En Ciudad Juárez, donde el calor raja banquetas y el agua escasea en los hogares más humildes, al fin hay señales de que las autoridades voltean a ver un problema que se venía ignorando con escandalosa impunidad. Más de un centenar de pozos privados han operado durante años como si fueran parte de un mercado libre del siglo XIX: sin controles sanitarios, sin regulación del volumen extraído y, por supuesto, sin rendir cuentas a nadie. Se bombea, se vende, se lucra. ¿Y el agua del pueblo? Se diluye entre negocios oscuros y omisiones institucionales.
El exhorto aprobado por el Congreso del Estado a la CONAGUA para que supervise y clausure estos pozos clandestinos representa un paso en la dirección correcta. Tardío, sí. Insuficiente, también. Pero al menos rompe el silencio cómplice que había permitido que incluso fábricas de hielo y purificadoras se abastecieran sin garantía sanitaria alguna ni pago ambiental de por medio.

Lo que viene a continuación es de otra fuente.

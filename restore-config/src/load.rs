use std::path::Path;

use serde::de::DeserializeOwned;
use thiserror::Error;

use crate::environment::Environment;

/// Directory, relative to the working directory, holding the configuration files.
const CONFIGURATION_DIR: &str = "configuration";

/// File loaded for every environment before the environment-specific one.
const BASE_CONFIG_FILE: &str = "base.yaml";

/// Prefix of environment variable overrides, e.g. `APP_PARTITION_ID=3`.
const ENV_PREFIX: &str = "APP";
const ENV_PREFIX_SEPARATOR: &str = "_";

/// Separator for nested keys: `APP_REPLICATOR__PARTITION_ID` sets `replicator.partition_id`.
const ENV_SEPARATOR: &str = "__";

/// Errors returned while assembling a configuration.
#[derive(Debug, Error)]
pub enum LoadConfigError {
    #[error("could not determine the current directory: {0}")]
    CurrentDir(#[source] std::io::Error),

    #[error("could not determine the runtime environment: {0}")]
    Environment(#[source] std::io::Error),

    #[error("could not build the configuration: {0}")]
    Config(#[from] config::ConfigError),
}

/// Loads `T` from `./configuration` for the environment named by `APP_ENVIRONMENT`.
///
/// Sources are layered in this order, later ones overriding earlier ones:
/// 1. `configuration/base.yaml`
/// 2. `configuration/{environment}.yaml`
/// 3. environment variables prefixed with `APP_`
pub fn load_config<T>() -> Result<T, LoadConfigError>
where
    T: DeserializeOwned,
{
    let base_path = std::env::current_dir().map_err(LoadConfigError::CurrentDir)?;
    let environment = Environment::load().map_err(LoadConfigError::Environment)?;

    load_config_from(&base_path.join(CONFIGURATION_DIR), environment)
}

/// Loads `T` from an explicit configuration directory and environment.
pub fn load_config_from<T>(directory: &Path, environment: Environment) -> Result<T, LoadConfigError>
where
    T: DeserializeOwned,
{
    let environment_source = config::Environment::with_prefix(ENV_PREFIX)
        .prefix_separator(ENV_PREFIX_SEPARATOR)
        .separator(ENV_SEPARATOR);

    let settings = config::Config::builder()
        .add_source(config::File::from(directory.join(BASE_CONFIG_FILE)))
        .add_source(
            config::File::from(directory.join(format!("{environment}.yaml"))).required(false),
        )
        .add_source(environment_source)
        .build()?;

    Ok(settings.try_deserialize::<T>()?)
}

#[cfg(test)]
mod tests {
    use super::*;
    use crate::shared::ReplicatorConfig;

    #[test]
    fn environment_file_overrides_base_file() {
        let directory = std::env::temp_dir().join(format!(
            "restore-config-test-{}",
            std::process::id()
        ));
        std::fs::create_dir_all(&directory).unwrap();
        std::fs::write(
            directory.join(BASE_CONFIG_FILE),
            "partition_id: 1\nmax_concurrent_sessions: 2\n",
        )
        .unwrap();
        std::fs::write(directory.join("dev.yaml"), "partition_id: 7\n").unwrap();

        let config: ReplicatorConfig = load_config_from(&directory, Environment::Dev).unwrap();
        assert_eq!(config.partition_id, 7);
        assert_eq!(config.max_concurrent_sessions, 2);

        // A missing environment file is not an error.
        let config: ReplicatorConfig = load_config_from(&directory, Environment::Staging).unwrap();
        assert_eq!(config.partition_id, 1);

        std::fs::remove_dir_all(&directory).unwrap();
    }

    #[test]
    fn missing_base_file_is_an_error() {
        let directory = std::env::temp_dir().join("restore-config-test-missing-base");

        let result: Result<ReplicatorConfig, _> = load_config_from(&directory, Environment::Dev);
        assert!(matches!(result, Err(LoadConfigError::Config(_))));
    }
}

Este llamado no debe ser flor de un día ni maniobra mediática. Porque el agua en Juárez no es solo un recurso: es la línea que separa la supervivencia del colapso.
Y mientras la sequía sigue, el peligro para las mujeres rebasa el punto de ebullición. Colectivos feministas están convocando a un mitin porque la violencia feminicida sigue cobrando víctimas todos los días. Juárez lleva décadas siendo sinónimo de impunidad para los agresores y de silencio para las instituciones. Las marchas ya no son protesta: son grito desesperado. Y lo peor es que, muchas veces, ni eso basta para voltear la mirada oficial. ¿Dónde quedó el: “No llego sola, llegamos todas”?
Las mujeres de esta ciudad siguen desapareciendo, siguen siendo asesinadas, y el sistema solo responde con declaraciones huecas y promesas recicladas. ¿Cuántas cruces rosas más hay que clavar? ¿Cuántos altares improvisados en la calle deben aparecer para que se tome en serio el estado de emergencia en que vivimos?
Y como si faltaran frentes abiertos, ahora reforzarán la vigilancia en los bancos. ¿La razón? La ola de asaltos en plena luz del día. Gente que entra con dinero y sale con balas. Clientes que tienen que mirar por encima del hombro mientras hacen una transacción. Como si fuéramos una ciudad sin ley, donde lo más peligroso que puedes hacer es ir al banco.
Quizá lo más simbólico de todo esto es que vivimos en una ciudad donde el agua se vende, las mujeres marchan por miedo y el dinero no está seguro ni en el banco. Pero hey, ya nos pusieron más patrullas, nuevecitas, papá…
EPÍLOGO:
Juárez no necesita más vigilancia simbólica. Necesita decisiones valientes, un sistema que proteja en lugar de colapsar y, sobre todo, funcionarios que entiendan que gobernar no es solo poner cara seria ante la prensa.
Es asegurar que, al menos, tengamos agua sin pagarle a un coyote por ella. Que una mujer pueda volver a casa sin convertirse en estadística. Que un padre de familia pueda retirar su quincena sin morir por ella. Pero, como siempre, eso es mucho pedir.
En Juárez el agua se roba de los pozos clandestinos, los feminicidios se combaten con discursos, y los bancos se cuidan más que las vidas. Juárez no está fallando: está funcionando exactamente como el sistema quiere.